> _WHAT THE TASK REQUIRES_: This exercise calls for every line of the data below with the string "bool" in it.

----- ENTRIES PROVIDED -----

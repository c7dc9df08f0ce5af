use colored::Colorize;
use serde::{Deserialize, Serialize};
use std::time::{Duration, Instant};

use crate::logic::simulation::{RunConfig, ScenarioRun};
use crate::scenario::TestScenario;

#[derive(Debug, Clone, Serialize, Deserialize)]
pub struct ScenarioResult {
    pub scenario_name: String,
    pub seed: u64,
    pub passed: bool,
    pub iterations_run: usize,
    pub successful_iterations: usize,
    pub failures: Vec<String>,
    #[serde(with = "duration_serde")]
    pub average_duration: Duration,
}

pub struct LogicTester {
    config: RunConfig,
    verbose: bool,
}

impl LogicTester {
    pub const fn new(config: RunConfig, verbose: bool) -> Self {
        Self { config, verbose }
    }

    pub fn run_scenario(
        &self,
        scenario: &TestScenario,
        seeds: &[u64],
        iterations: usize,
    ) -> Vec<ScenarioResult> {
        let mut results = Vec::new();

        for &seed in seeds {
            if self.verbose {
                println!(
                    "🧪 Testing scenario: {} (seed: {})",
                    scenario.key.bright_white(),
                    seed
                );
            }

            results.push(self.run_single_scenario(scenario, seed, iterations));
        }

        results
    }

    fn run_single_scenario(
        &self,
        scenario: &TestScenario,
        seed: u64,
        iterations: usize,
    ) -> ScenarioResult {
        let mut successes = 0;
        let mut failures = Vec::new();
        let mut performance_data = Vec::new();

        for i in 0..iterations {
            let start_time = Instant::now();
            let iteration_seed = seed.wrapping_add(u64::try_from(i).unwrap_or(u64::MAX));

            match self.run_iteration(scenario, iteration_seed) {
                Ok(summary) => {
                    successes += 1;
                    let duration = start_time.elapsed();
                    performance_data.push(duration);
                    if self.verbose {
                        println!(
                            "  ✅ Iteration {}/{} passed ({duration:?}) {summary}",
                            i + 1,
                            iterations
                        );
                    }
                }
                Err(message) => {
                    if self.verbose {
                        println!(
                            "  ❌ Iteration {}/{} failed: {}",
                            i + 1,
                            iterations,
                            message.clone().red()
                        );
                    }
                    failures.push(format!(
                        "Iteration {} (seed {iteration_seed}): {message}",
                        i + 1
                    ));
                }
            }
        }

        let average_duration = if performance_data.is_empty() {
            Duration::ZERO
        } else {
            performance_data.iter().sum::<Duration>()
                / u32::try_from(performance_data.len()).unwrap_or(1)
        };

        ScenarioResult {
            scenario_name: scenario.key.to_string(),
            seed,
            passed: failures.is_empty(),
            iterations_run: iterations,
            successful_iterations: successes,
            failures,
            average_duration,
        }
    }

    /// Run one iteration, returning the final state summary or a failure message.
    fn run_iteration(&self, scenario: &TestScenario, seed: u64) -> Result<String, String> {
        let mut run = ScenarioRun::start(&self.config, scenario.key, seed)
            .map_err(|err| format!("setup failed: {err:#}"))?;
        match (scenario.check)(&mut run) {
            Ok(()) => Ok(run.state_summary()),
            Err(err) => {
                let history = run.recent_history();
                let summary = run.state_summary();
                if history.is_empty() {
                    Err(format!("{err:#} | {summary}"))
                } else {
                    Err(format!("{err:#} | last gestures: {history} | {summary}"))
                }
            }
        }
    }
}

mod duration_serde {
    use serde::{Deserialize, Deserializer, Serialize, Serializer};
    use std::time::Duration;

    pub fn serialize<S>(duration: &Duration, serializer: S) -> Result<S::Ok, S::Error>
    where
        S: Serializer,
    {
        duration.as_millis().serialize(serializer)
    }

    pub fn deserialize<'de, D>(deserializer: D) -> Result<Duration, D::Error>
    where
        D: Deserializer<'de>,
    {
        let millis = u128::deserialize(deserializer)?;
        Ok(Duration::from_millis(u64::try_from(millis).unwrap_or(0)))
    }
}

#[cfg(test)]
mod tests {
    use super::*;
    use anyhow::bail;
    use vsm_core::Catalog;

    fn tester() -> LogicTester {
        LogicTester::new(RunConfig::new(Catalog::shared_builtin(), 25), false)
    }

    fn always_fails(run: &mut ScenarioRun) -> anyhow::Result<()> {
        run.random_walk(3)?;
        bail!("forced failure")
    }

    #[test]
    fn results_cover_each_seed() {
        let scenario = crate::scenario::get_scenario("random-walk").unwrap();
        let results = tester().run_scenario(&scenario, &[1, 2], 3);
        assert_eq!(results.len(), 2);
        for result in &results {
            assert!(result.passed, "{:?}", result.failures);
            assert_eq!(result.iterations_run, 3);
            assert_eq!(result.successful_iterations, 3);
        }
    }

    #[test]
    fn failures_carry_seed_and_history() {
        let scenario = TestScenario::new("broken", "always fails", always_fails);
        let results = tester().run_scenario(&scenario, &[9], 2);
        let result = &results[0];
        assert!(!result.passed);
        assert_eq!(result.successful_iterations, 0);
        assert_eq!(result.failures.len(), 2);
        assert!(result.failures[0].contains("seed 9"));
        assert!(result.failures[1].contains("seed 10"));
        assert!(result.failures[0].contains("forced failure"));
        assert!(result.failures[0].contains("last gestures"));
        assert!(result.failures[0].contains("total level"));
        assert_eq!(result.average_duration, Duration::ZERO);
    }

    #[test]
    fn result_serializes_duration_as_millis() {
        let result = ScenarioResult {
            scenario_name: "smoke".to_string(),
            seed: 1,
            passed: true,
            iterations_run: 1,
            successful_iterations: 1,
            failures: Vec::new(),
            average_duration: Duration::from_millis(12),
        };
        let json = serde_json::to_value(&result).unwrap();
        assert_eq!(json["average_duration"], 12);
        let back: ScenarioResult = serde_json::from_value(json).unwrap();
        assert_eq!(back.average_duration, Duration::from_millis(12));
    }
}
//! Stat categories and per-category progression records.
use serde::{Deserialize, Serialize};
use std::collections::BTreeMap;
use std::fmt;
use std::str::FromStr;

use crate::constants::{STARTING_LEVEL, XP_PER_LEVEL};
use crate::error::UnknownCategory;

/// The six tracked life domains.
#[derive(Debug, Clone, Copy, PartialEq, Eq, PartialOrd, Ord, Hash, Serialize, Deserialize)]
pub enum CategoryId {
    Structure,
    Yield,
    Sense,
    Tuning,
    Energy,
    Morale,
}

impl CategoryId {
    pub const ALL: [Self; 6] = [
        Self::Structure,
        Self::Yield,
        Self::Sense,
        Self::Tuning,
        Self::Energy,
        Self::Morale,
    ];

    #[must_use]
    pub const fn as_str(self) -> &'static str {
        match self {
            Self::Structure => "Structure",
            Self::Yield => "Yield",
            Self::Sense => "Sense",
            Self::Tuning => "Tuning",
            Self::Energy => "Energy",
            Self::Morale => "Morale",
        }
    }

    /// Three letter label shown next to the meter.
    #[must_use]
    pub const fn short_label(self) -> &'static str {
        match self {
            Self::Structure => "STR",
            Self::Yield => "YIE",
            Self::Sense => "SEN",
            Self::Tuning => "TUN",
            Self::Energy => "ENE",
            Self::Morale => "MOR",
        }
    }
}

impl fmt::Display for CategoryId {
    fn fmt(&self, f: &mut fmt::Formatter<'_>) -> fmt::Result {
        f.write_str(self.as_str())
    }
}

impl FromStr for CategoryId {
    type Err = UnknownCategory;

    fn from_str(s: &str) -> Result<Self, Self::Err> {
        Self::ALL
            .into_iter()
            .find(|category| category.as_str().eq_ignore_ascii_case(s))
            .ok_or_else(|| UnknownCategory(s.to_string()))
    }
}

/// Level and partial progress towards the next level for one category.
#[derive(Debug, Clone, Copy, PartialEq, Eq, Serialize, Deserialize)]
pub struct StatRecord {
    pub level: u32,
    pub xp: u32,
}

impl StatRecord {
    #[must_use]
    pub const fn new(level: u32, xp: u32) -> Self {
        Self { level, xp }
    }

    /// A fresh record at the starting level.
    #[must_use]
    pub const fn starting(xp: u32) -> Self {
        Self::new(STARTING_LEVEL, xp)
    }

    /// Level in `STARTING_LEVEL..u32::MAX` so a level-up can always be applied.
    #[must_use]
    pub const fn is_valid(self) -> bool {
        self.level >= STARTING_LEVEL && self.level < u32::MAX && self.xp < XP_PER_LEVEL
    }
}

/// Gain applied to a record, with the overflow rolled into the level.
///
/// Callers guarantee `gain <= XP_PER_LEVEL`, so at most one level is gained.
#[derive(Debug, Clone, Copy, PartialEq, Eq)]
pub(crate) struct Advance {
    pub record: StatRecord,
    pub leveled_up: bool,
}

impl StatRecord {
    pub(crate) const fn advance(self, gain: u32) -> Advance {
        let total = self.xp + gain;
        if total >= XP_PER_LEVEL {
            Advance {
                record: Self::new(self.level + 1, total - XP_PER_LEVEL),
                leveled_up: true,
            }
        } else {
            Advance {
                record: Self::new(self.level, total),
                leveled_up: false,
            }
        }
    }
}

/// Total mapping from every category to its record.
#[derive(Debug, Clone, PartialEq, Eq, Serialize, Deserialize)]
#[serde(transparent)]
pub struct StatSheet {
    records: BTreeMap<CategoryId, StatRecord>,
}

impl StatSheet {
    /// The snapshot used when nothing has been persisted yet.
    #[must_use]
    pub fn defaults() -> Self {
        Self::from_fn(|category| match category {
            CategoryId::Structure => StatRecord::starting(10),
            CategoryId::Yield => StatRecord::starting(5),
            CategoryId::Sense => StatRecord::starting(8),
            CategoryId::Tuning => StatRecord::starting(3),
            CategoryId::Energy => StatRecord::starting(12),
            CategoryId::Morale => StatRecord::starting(4),
        })
    }

    pub fn from_fn(mut f: impl FnMut(CategoryId) -> StatRecord) -> Self {
        Self {
            records: CategoryId::ALL
                .into_iter()
                .map(|category| (category, f(category)))
                .collect(),
        }
    }

    /// Build a sheet from a partial map, filling gaps from [`StatSheet::defaults`].
    #[must_use]
    pub fn with_overrides(overrides: &BTreeMap<CategoryId, StatRecord>) -> Self {
        let defaults = Self::defaults();
        Self::from_fn(|category| {
            overrides
                .get(&category)
                .copied()
                .unwrap_or_else(|| defaults.get(category))
        })
    }

    #[must_use]
    pub fn get(&self, category: CategoryId) -> StatRecord {
        self.records
            .get(&category)
            .copied()
            .unwrap_or(StatRecord::starting(0))
    }

    pub(crate) fn set(&mut self, category: CategoryId, record: StatRecord) {
        self.records.insert(category, record);
    }

    pub fn iter(&self) -> impl Iterator<Item = (CategoryId, StatRecord)> + '_ {
        self.records.iter().map(|(category, record)| (*category, *record))
    }

    /// Sum of all levels, a rough overall progression indicator.
    #[must_use]
    pub fn total_level(&self) -> u32 {
        self.records.values().map(|record| record.level).sum()
    }
}

impl Default for StatSheet {
    fn default() -> Self {
        Self::defaults()
    }
}

#[cfg(test)]
mod tests {
    use super::*;

    #[test]
    fn category_parses_case_insensitively() {
        assert_eq!("structure".parse::<CategoryId>(), Ok(CategoryId::Structure));
        assert_eq!("MORALE".parse::<CategoryId>(), Ok(CategoryId::Morale));
        assert_eq!(
            "Spirit".parse::<CategoryId>(),
            Err(UnknownCategory("Spirit".to_string()))
        );
    }

    #[test]
    fn advance_rolls_overflow_into_next_level() {
        let advanced = StatRecord::new(1, 85).advance(25);
        assert!(advanced.leveled_up);
        assert_eq!(advanced.record, StatRecord::new(2, 10));

        let exact = StatRecord::new(3, 50).advance(50);
        assert!(exact.leveled_up);
        assert_eq!(exact.record, StatRecord::new(4, 0));
    }

    #[test]
    fn advance_below_threshold_keeps_level() {
        let advanced = StatRecord::new(2, 10).advance(30);
        assert!(!advanced.leveled_up);
        assert_eq!(advanced.record, StatRecord::new(2, 40));
    }

    #[test]
    fn record_validity_bounds_level_and_xp() {
        assert!(StatRecord::new(1, 99).is_valid());
        assert!(StatRecord::new(u32::MAX - 1, 0).is_valid());
        assert!(!StatRecord::new(0, 10).is_valid());
        assert!(!StatRecord::new(2, 100).is_valid());
        assert!(!StatRecord::new(u32::MAX, 95).is_valid());
    }

    #[test]
    fn defaults_cover_every_category() {
        let sheet = StatSheet::defaults();
        assert_eq!(sheet.iter().count(), CategoryId::ALL.len());
        assert_eq!(sheet.get(CategoryId::Energy), StatRecord::new(1, 12));
        assert_eq!(sheet.total_level(), 6);
    }

    #[test]
    fn sheet_serializes_as_category_object() {
        let json = serde_json::to_value(StatSheet::defaults()).unwrap();
        assert_eq!(json["Structure"]["level"], 1);
        assert_eq!(json["Structure"]["xp"], 10);
        assert_eq!(json["Morale"]["xp"], 4);
    }

    #[test]
    fn overrides_fill_missing_categories_from_defaults() {
        let overrides = BTreeMap::from([(CategoryId::Yield, StatRecord::new(4, 7))]);
        let sheet = StatSheet::with_overrides(&overrides);
        assert_eq!(sheet.get(CategoryId::Yield), StatRecord::new(4, 7));
        assert_eq!(sheet.get(CategoryId::Tuning), StatRecord::new(1, 3));
    }
}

-----

> _SOLUTION FOR THIS EXERCISE_:
    pub passed: bool,
    verbose: bool,
    pub const fn new(config: RunConfig, verbose: bool) -> Self {
    pub const fn is_valid(self) -> bool {
    pub leveled_up: bool,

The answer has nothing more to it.